Kuaishou posts 7 billion yuan loss in second quarter as it continues to burn cash amid regulatory crackdown

  • The Beijing-based company reported quarterly revenue of US$2.95 billion, representing a 48.8 per cent year-on-year increase
  • The short video platform had 293 million average daily active users on its main app, up 11.9 per cent compared with 262 million a year ago
Kuaishou

Kuaishou Technology said its short term revenue will be affected by Beijing’s ongoing regulatory crackdown on the tech sector as the operator of China’s second largest short video-sharing platform reported worse-than-expected losses of 7.04 billion yuan (US$1.1 billion) in the second quarter.

The earnings results come at a time when the company’s share price has fallen to one-fifth of its peak in February amid a broader crash of Chinese tech stocks triggered by the tighter regulatory environment.

“In the short term, our revenue will be affected... at this point we are basically in line with the industry,” Kuaishou chief executive Su Hua said on the earnings call.

“We have maintained active and smooth communications with regulatory authorities, and have carried out compliance preparation very early in response to the bottom line and red line requirements related to business operations, including those relevant to data security,” he said.

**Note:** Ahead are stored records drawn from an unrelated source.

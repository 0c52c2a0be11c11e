// Copyright 2026 BadCompany
//
// Licensed under the Apache License, Version 2.0 (the "License");
// you may not use this file except in compliance with the License.
// You may obtain a copy of the License at
//
//     http://www.apache.org/licenses/LICENSE-2.0
//
// Unless required by applicable law or agreed to in writing, software
// distributed under the License is distributed on an "AS IS" BASIS,
// WITHOUT WARRANTIES OR CONDITIONS OF ANY KIND, either express or implied.
// See the License for the specific language governing permissions and
// limitations under the License.

//! Domain layer: records, roles, errors, and the password primitive.
//! Pure data and logic, free of sockets and file handles.

pub mod constants;
pub mod errors;
pub mod models;
pub mod password;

The company reported a net loss of 7.04 billion yuan in the second quarter, missing analysts’ consensus estimates compiled by Bloomberg, which was for a net loss of 6.25 billion yuan. The latest second quarter number compares with a huge 37.6 billion yuan net loss for the same period in 2020.

Kuaishou retreats from US market after failing to take on TikTok

Kuaishou’s shares recovered somewhat over the past week, with a more than 10 per cent gain since Friday, although the stock closed down 3.55 per cent to HK$77.5 on Wednesday, after losing more than a third of its value over the past month.

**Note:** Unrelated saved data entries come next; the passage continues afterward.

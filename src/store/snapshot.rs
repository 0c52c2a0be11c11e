// Copyright 2026 BadCompany
//
// Licensed under the Apache License, Version 2.0 (the "License");
// you may not use this file except in compliance with the License.
// You may obtain a copy of the License at
//
//     http://www.apache.org/licenses/LICENSE-2.0
//
// Unless required by applicable law or agreed to in writing, software
// distributed under the License is distributed on an "AS IS" BASIS,
// WITHOUT WARRANTIES OR CONDITIONS OF ANY KIND, either express or implied.
// See the License for the specific language governing permissions and
// limitations under the License.

//! Snapshot persistence backends.
//!
//! A store reads and writes its entire state as a sequence of lines; the
//! backend decides where those lines live. `FlatFile` is the production
//! backend, `Memory` backs tests without touching the filesystem.

use crate::directory::errors::DirectoryError;
use std::ffi::OsString;
use std::fs;
use std::path::PathBuf;
use std::sync::Mutex;

pub trait Snapshot: Send + Sync {
    /// Read every line of the current snapshot. A snapshot that has never
    /// been written reads as empty.
    fn read_lines(&self) -> Result<Vec<String>, DirectoryError>;

    /// Replace the snapshot wholesale.
    fn write_lines(&self, lines: &[String]) -> Result<(), DirectoryError>;
}

/// One newline-delimited file, rewritten in full on every save.
pub struct FlatFile {
    path: PathBuf,
}

impl FlatFile {
    pub fn new(path: impl Into<PathBuf>) -> Self {
        Self { path: path.into() }
    }
}

impl Snapshot for FlatFile {
    fn read_lines(&self) -> Result<Vec<String>, DirectoryError> {
        if !self.path.exists() {
            return Ok(Vec::new());
        }
        let contents = fs::read_to_string(&self.path)?;
        Ok(contents.lines().map(str::to_string).collect())
    }

    fn write_lines(&self, lines: &[String]) -> Result<(), DirectoryError> {
        if let Some(parent) = self.path.parent() {
            if !parent.as_os_str().is_empty() {
                fs::create_dir_all(parent)?;
            }
        }
        // Write a sibling file first, then rename over the live snapshot:
        // an interruption mid-write can never truncate committed state.
        let mut tmp: OsString = self.path.as_os_str().to_owned();
        tmp.push(".tmp");
        let tmp = PathBuf::from(tmp);

        let mut body = lines.join("\n");
        if !body.is_empty() {
            body.push('\n');
        }
        fs::write(&tmp, body)?;
        fs::rename(&tmp, &self.path)?;
        Ok(())
    }
}

/// Volatile backend for tests and ephemeral instances.
#[derive(Default)]
pub struct Memory {
    lines: Mutex<Vec<String>>,
}

impl Memory {
    pub fn new() -> Self {
        Self::default()
    }
}

impl Snapshot for Memory {
    fn read_lines(&self) -> Result<Vec<String>, DirectoryError> {
        let lines = self
            .lines
            .lock()
            .unwrap_or_else(std::sync::PoisonError::into_inner);
        Ok(lines.clone())
    }

    fn write_lines(&self, lines: &[String]) -> Result<(), DirectoryError> {
        let mut slot = self
            .lines
            .lock()
            .unwrap_or_else(std::sync::PoisonError::into_inner);
        *slot = lines.to_vec();
        Ok(())
    }
}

The Beijing-based company reported revenue of 19.1 billion yuan (US$2.95 billion) last quarter, representing a 48.8 per cent year-on-year increase, beating the 18.7 billion yuan market estimate.

Gross profit increased by 89 per cent to 8.4 billion yuan from 4.4 billion yuan for the same period last year.

The short video platform reported 293 million average daily active users on its main app, up 11.9 per cent compared with 262 million a year ago.

Earlier this month Kuaishou shut down its overseas app Zynn after it failed to challenge the dominance of TikTok.

The logo of Kuaishou Technology is seen at the China Digital Entertainment Expo and Conference in Shanghai, July 30, 2021. Photo: Reuters

Kuaishou said sales and marketing expenses for the second quarter doubled to 11.3 billion yuan, from 5.6 billion yuan in the same period last year.

During the conference call, a company executive said the overseas business accounted for one-third of the total sales and marketing expenses, adding that the company hopes to grow its international share when competition is not intense, which would “lay a solid foundation for future commercialisation”.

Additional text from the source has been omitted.